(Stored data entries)
┄┄┄┄┄┄┄┄┄┄

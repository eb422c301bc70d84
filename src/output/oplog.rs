//! Operation log for destructive actions.
//!
//! Every delete, trash or move performed by the resolver is reported to an
//! [`OperationSink`] as soon as it completes. The CSV implementation,
//! [`CsvOperationLog`], appends one row per action and flushes it
//! immediately, so the log stays consistent even if the run is cut short.
//!
//! # Columns
//!
//! - `timestamp`: Time of the action (RFC 3339)
//! - `operation`: `delete`, `trash` or `move`
//! - `source`: Path of the duplicate that was acted on
//! - `target`: Destination for moves, empty otherwise
//! - `size`: File size in bytes
//! - `original`: The file kept in place of the duplicate
//!
//! # Example
//!
//! ```no_run
//! use photodupe::output::oplog::{CsvOperationLog, Operation, OperationKind, OperationSink};
//!
//! let log = CsvOperationLog::create("operations.csv").unwrap();
//! log.record(&Operation::new(OperationKind::Delete, "/photos/b.jpg", None, 1024, "/photos/a.jpg"))
//!     .unwrap();
//! ```

use std::fs::{File, OpenOptions};
use std::io;
use std::path::{Path, PathBuf};
use std::sync::Mutex;

use chrono::{SecondsFormat, Utc};
use serde::{Deserialize, Serialize};
use thiserror::Error;

/// Errors that can occur while writing or reading the operation log.
#[derive(Debug, Error)]
pub enum OperationLogError {
    /// The log file could not be opened or created.
    #[error("Cannot open operation log {path}: {source}")]
    Open {
        /// Log file path
        path: PathBuf,
        /// The underlying I/O error
        #[source]
        source: io::Error,
    },

    /// I/O error during writing.
    #[error("I/O error: {0}")]
    Io(#[from] io::Error),

    /// Error during CSV serialization or parsing.
    #[error("CSV error: {0}")]
    Csv(#[from] csv::Error),

    /// The log writer lock was poisoned by a panicking thread.
    #[error("Operation log lock poisoned")]
    Poisoned,
}

/// The kind of destructive action.
#[derive(Debug, Clone, Copy, PartialEq, Eq, Serialize, Deserialize)]
#[serde(rename_all = "lowercase")]
pub enum OperationKind {
    /// Permanent removal
    Delete,
    /// Moved to the system trash
    Trash,
    /// Moved into the duplicates folder
    Move,
}

/// One destructive action, as logged.
#[derive(Debug, Clone, PartialEq, Eq, Serialize, Deserialize)]
pub struct Operation {
    /// Time of the action (RFC 3339, UTC)
    pub timestamp: String,
    /// What was done
    pub operation: OperationKind,
    /// The duplicate acted on
    pub source: PathBuf,
    /// Destination of a move
    pub target: Option<PathBuf>,
    /// File size in bytes
    pub size: u64,
    /// The file kept in its place
    pub original: PathBuf,
}

impl Operation {
    /// Create an operation stamped with the current time.
    #[must_use]
    pub fn new(
        operation: OperationKind,
        source: impl Into<PathBuf>,
        target: Option<PathBuf>,
        size: u64,
        original: impl Into<PathBuf>,
    ) -> Self {
        Self {
            timestamp: Utc::now().to_rfc3339_opts(SecondsFormat::Secs, true),
            operation,
            source: source.into(),
            target,
            size,
            original: original.into(),
        }
    }
}

/// Receiver for destructive actions, called synchronously after each one.
pub trait OperationSink: Send + Sync {
    /// Persist one operation.
    ///
    /// # Errors
    ///
    /// Returns an error if the operation could not be stored.
    fn record(&self, operation: &Operation) -> Result<(), OperationLogError>;
}

/// Append-only CSV operation log.
pub struct CsvOperationLog {
    path: PathBuf,
    writer: Mutex<csv::Writer<File>>,
    recorded: Mutex<Vec<Operation>>,
}

impl std::fmt::Debug for CsvOperationLog {
    fn fmt(&self, f: &mut std::fmt::Formatter<'_>) -> std::fmt::Result {
        f.debug_struct("CsvOperationLog")
            .field("path", &self.path)
            .finish_non_exhaustive()
    }
}

impl CsvOperationLog {
    /// Open `path` for appending, writing the header if the file is new or empty.
    ///
    /// # Errors
    ///
    /// Returns an error if the file cannot be opened.
    pub fn create(path: impl AsRef<Path>) -> Result<Self, OperationLogError> {
        let path = path.as_ref().to_path_buf();
        let open_error = |source| OperationLogError::Open {
            path: path.clone(),
            source,
        };

        if let Some(parent) = path.parent().filter(|p| !p.as_os_str().is_empty()) {
            std::fs::create_dir_all(parent).map_err(open_error)?;
        }

        let file = OpenOptions::new()
            .create(true)
            .append(true)
            .open(&path)
            .map_err(open_error)?;
        let is_new = file.metadata().map_err(open_error)?.len() == 0;

        let writer = csv::WriterBuilder::new()
            .has_headers(is_new)
            .from_writer(file);

        log::debug!("Operation log opened: {}", path.display());
        Ok(Self {
            path,
            writer: Mutex::new(writer),
            recorded: Mutex::new(Vec::new()),
        })
    }

    /// Path of the log file.
    #[must_use]
    pub fn path(&self) -> &Path {
        &self.path
    }

    /// Operations recorded through this handle (not earlier runs).
    #[must_use]
    pub fn session_operations(&self) -> Vec<Operation> {
        self.recorded
            .lock()
            .map(|ops| ops.clone())
            .unwrap_or_default()
    }

    /// Read every operation from an existing log.
    ///
    /// # Errors
    ///
    /// Returns an error if the file cannot be opened or a row is malformed.
    pub fn read(path: impl AsRef<Path>) -> Result<Vec<Operation>, OperationLogError> {
        let path = path.as_ref();
        let mut reader = csv::Reader::from_path(path)?;
        let operations = reader
            .deserialize()
            .collect::<Result<Vec<Operation>, csv::Error>>()?;
        log::debug!(
            "Read {} operations from {}",
            operations.len(),
            path.display()
        );
        Ok(operations)
    }
}

impl OperationSink for CsvOperationLog {
    fn record(&self, operation: &Operation) -> Result<(), OperationLogError> {
        {
            let mut writer = self
                .writer
                .lock()
                .map_err(|_| OperationLogError::Poisoned)?;
            writer.serialize(operation)?;
            writer.flush()?;
        }
        if let Ok(mut recorded) = self.recorded.lock() {
            recorded.push(operation.clone());
        }
        Ok(())
    }
}

/// In-memory sink, used when no log file is configured.
#[derive(Debug, Default)]
pub struct MemoryOperationLog {
    operations: Mutex<Vec<Operation>>,
}

impl MemoryOperationLog {
    /// Create an empty log.
    #[must_use]
    pub fn new() -> Self {
        Self::default()
    }

    /// Take the recorded operations.
    #[must_use]
    pub fn into_operations(self) -> Vec<Operation> {
        self.operations.into_inner().unwrap_or_default()
    }
}

impl OperationSink for MemoryOperationLog {
    fn record(&self, operation: &Operation) -> Result<(), OperationLogError> {
        self.operations
            .lock()
            .map_err(|_| OperationLogError::Poisoned)?
            .push(operation.clone());
        Ok(())
    }
}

┄┄┄┄┄┄┄┄┄┄

● Exercise
Copy each line of the preceding data that contains the string "reader".

● Response box
        let mut reader = csv::Reader::from_path(path)?;
        let operations = reader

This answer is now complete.